Para o produtor rural não existiu negociação com a usina. Kreiner e todas as famílias atingidas pela hidrelétrica de Sinop relatam que foram coagidas a aceitar uma proposta única da empresa num prazo de 5 dias. A CES pagou em 2017 em média R$ 3,9 mil por hectare. O preço foi estabelecido pelo consórcio e as famílias afirmam que não tiveram a oportunidade de realizar nem uma peritagem do valor real ou fazer uma contraproposta de preço.
Na época, o Movimento dos Atingidos por Barragens (MAB) fez um levantamento com todas as denúncias relatadas pelas famílias e encaminhou ao MPF solicitando uma perícia do Incra sobre os valores das terras. O laudo do instituto apontou, em agosto de 2017, que o preço médio do hectare na região era de R$ 12.258,00 .
O MPF promoveu uma segunda perícia, em fevereiro de 2018, que também constatou que os valores pagos pela CES estavam abaixo dos preços reais dos lotes. Com as provas das perícias, o MPF abriu uma Ação Civil Pública (ACP) para denunciar as diversas irregularidades na definição das indenizações. Com o processo instaurado na Justiça Federal, foi realizada uma terceira perícia, entre setembro e outubro de 2018, solicitada pelo juiz André Perico, que determinou que o valor médio das terras atingidas pela UHE Sinop é de R$ 23.724 por hectare.
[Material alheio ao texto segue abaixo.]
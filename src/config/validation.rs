//! Configuration validation utilities.

use std::time::Duration;

use thiserror::Error;

/// Configuration error types.
#[derive(Debug, Error)]
pub enum ConfigError {
    /// Failed to read configuration file.
    #[error("failed to read config file: {0}")]
    IoError(#[from] std::io::Error),

    /// Failed to parse YAML configuration.
    #[error("failed to parse YAML config: {0}")]
    ParseError(#[from] serde_yaml::Error),

    /// Configuration validation failed.
    #[error("config validation error: {0}")]
    ValidationError(String),
}

/// Parse duration string using humantime.
///
/// Supports various formats: `30s`, `1m`, `5m30s`, `1h`, `2h30m`, `1d`, `100ms`, etc.
///
/// # Examples
///
/// ```
/// use chainwatch::config::parse_duration;
///
/// assert_eq!(parse_duration("30s").unwrap().as_secs(), 30);
/// assert_eq!(parse_duration("1m").unwrap().as_secs(), 60);
/// assert_eq!(parse_duration("2h").unwrap().as_secs(), 7200);
/// assert_eq!(parse_duration("1h30m").unwrap().as_secs(), 5400);
/// ```
pub fn parse_duration(s: &str) -> Result<Duration, String> {
    let s = s.trim();
    if s.is_empty() {
        return Err("duration string is empty".to_string());
    }
    humantime::parse_duration(s).map_err(|e| e.to_string())
}

/// Expand environment variables in a string.
/// Supports ${VAR} and ${VAR:-default} syntax; unset variables without a
/// default expand to an empty string.
///
/// ```
/// use chainwatch::config::expand_env_vars;
///
/// assert_eq!(
///     expand_env_vars("${CHAINWATCH_DOC_UNSET:-https://testnet.mirrornode.hedera.com}/api/v1"),
///     "https://testnet.mirrornode.hedera.com/api/v1"
/// );
/// ```
pub fn expand_env_vars(input: &str) -> String {
    static ENV_VAR_REGEX: std::sync::OnceLock<regex::Regex> = std::sync::OnceLock::new();

    let regex = ENV_VAR_REGEX.get_or_init(|| {
        regex::Regex::new(r"\$\{([A-Za-z_][A-Za-z0-9_]*)(?::-([^}]*))?\}")
            .expect("failed to compile env var regex")
    });

    regex
        .replace_all(input, |caps: &regex::Captures| {
            let var_name = &caps[1];
            let default_value = caps.get(2).map(|m| m.as_str()).unwrap_or("");
            std::env::var(var_name).unwrap_or_else(|_| default_value.to_string())
        })
        .into_owned()
}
Neste mesmo período de impasse sobre as indenizações, a Secretaria de Estado do Meio Ambiente de Mato Grosso (Sema) autorizou, no dia 24 de janeiro de 2019, o fechamento das comportas da hidrelétrica Sinop para o enchimento do reservatório da usina. As terras das famílias foram inundadas e a usina iniciou suas operações em setembro de 2019 mesmo sem uma definição na Justiça Federal. A medida da Sema de liberar a licença de operação da hidrelétrica de Sinop ampliou os conflitos sociais e ambientais na região, desde então. As denúncias feitas pelas famílias atingidas e pelo MAB foram ignoradas. As recomendações e ações judiciais movidas pelo MPF e Ministério Público Estadual (MPE-MT) foram desconsideradas.
Com isso, além da falta de indenização justa, as famílias da Gleba Mercedes e toda a população da região de Sinop têm sofrido, também, com outras irregularidades cometidas pelo empreendimento.
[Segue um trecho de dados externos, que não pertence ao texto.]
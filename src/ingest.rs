//! Ingest Layer
//!
//! Bulk path that backfills historical records into the analytical store:
//!
//! - [`PaginatedFetcher`]: walks the cursor-paginated source API from a [`Watermark`]
//! - [`normalize`]: reshapes heterogeneous [`RawRecord`]s into uniform [`NormalizedRow`]s
//! - [`backfill`]: fetch → normalize → [`TableWriter`](crate::storage::TableWriter) append
//!
//! # Example
//!
//! ```rust,no_run
//! use chainwatch::ingest::{PaginatedFetcher, Watermark, backfill};
//! use chainwatch::source::{DEFAULT_MIRROR_BASE_URL, DEFAULT_REQUEST_TIMEOUT, build_client};
//! use chainwatch::storage::TableWriter;
//!
//! # async fn run() -> Result<(), Box<dyn std::error::Error>> {
//! let http = build_client(DEFAULT_REQUEST_TIMEOUT)?;
//! let fetcher = PaginatedFetcher::new(http, DEFAULT_MIRROR_BASE_URL)?;
//! let writer = TableWriter::open("data/chain_metrics.duckdb")?;
//! let report = backfill(&fetcher, &writer, "hedera_txn", &Watermark::default(), 100, Some(3)).await?;
//! println!("resume from {}", report.watermark);
//! # Ok(())
//! # }
//! ```

mod backfill;
mod fetcher;
mod normalizer;
mod record;

use thiserror::Error;

use crate::source::SourceError;
use crate::storage::StorageError;

pub use backfill::{BackfillReport, backfill};
pub use fetcher::{DEFAULT_PAGE_DELAY, DEFAULT_PAGE_SIZE, FetchOutcome, PaginatedFetcher};
pub use normalizer::{columns, normalize};
pub use record::{
    Cell, DEFAULT_CURSOR_FIELD, DEFAULT_START_WATERMARK, NormalizedRow, RawRecord, Watermark,
};

/// Errors that can occur during a backfill.
#[derive(Debug, Error)]
pub enum IngestError {
    /// Fetching from the source failed.
    #[error("fetch failed: {0}")]
    Source(#[from] SourceError),

    /// Writing to the analytical store failed.
    #[error("store write failed: {0}")]
    Storage(#[from] StorageError),

    /// Blocking write task panicked or was cancelled.
    #[error("write task failed: {0}")]
    Task(String),
}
A qualidade da água do reservatório da usina virou um problema de saúde pública. Entre fevereiro de 2019 e agosto de 2020, mais de 20 toneladas de peixes foram mortos na região do rio Teles Pires devido à atuação da usina. O lago da hidrelétrica aumentou os focos de criação de mosquitos, alguns deles transmissores de malária e leishmaniose. Segundo laudos feitos pelo MPE, a UHE Sinop é uma das piores usinas na Amazônia em emissão de gases de efeito estufa, o que agrava o aquecimento global, podendo superar níveis de poluentes produzidos por usinas de carvão.
De acordo com a perícia, isso acontece pois o empreendimento encheu seu reservatório sem ter retirado a vegetação necessária para evitar esses crimes ambientais. O procedimento de “supressão vegetal” para a construção de hidrelétricas é uma obrigação prevista na lei 3.824/60 para diminuir a contaminação da água e emissão de gases de efeito estufa produzidos pelas usinas.
De acordo com levantamento feito pelo Instituto Centro de Vida, em 2018, a usina retirou menos da metade da vegetação que deveria ser removida por lei. Diante de tantas irregularidades contra os atingidos, o MPF convocou uma audiência de conciliação, em dezembro de 2019, para diminuir o sofrimento das famílias e garantir que a CES pagasse a diferença até atingir uma compensação justa aos atingidos, mas o consórcio empresarial se negou a participar de qualquer acordo em tratativas preliminares com MPF.
Falta transparência
Para a construção de hidrelétricas serem aprovadas pelos órgãos reguladores os empreendimentos são obrigados a construírem planos que possam compensar e mitigar os impactos causados pelas obras.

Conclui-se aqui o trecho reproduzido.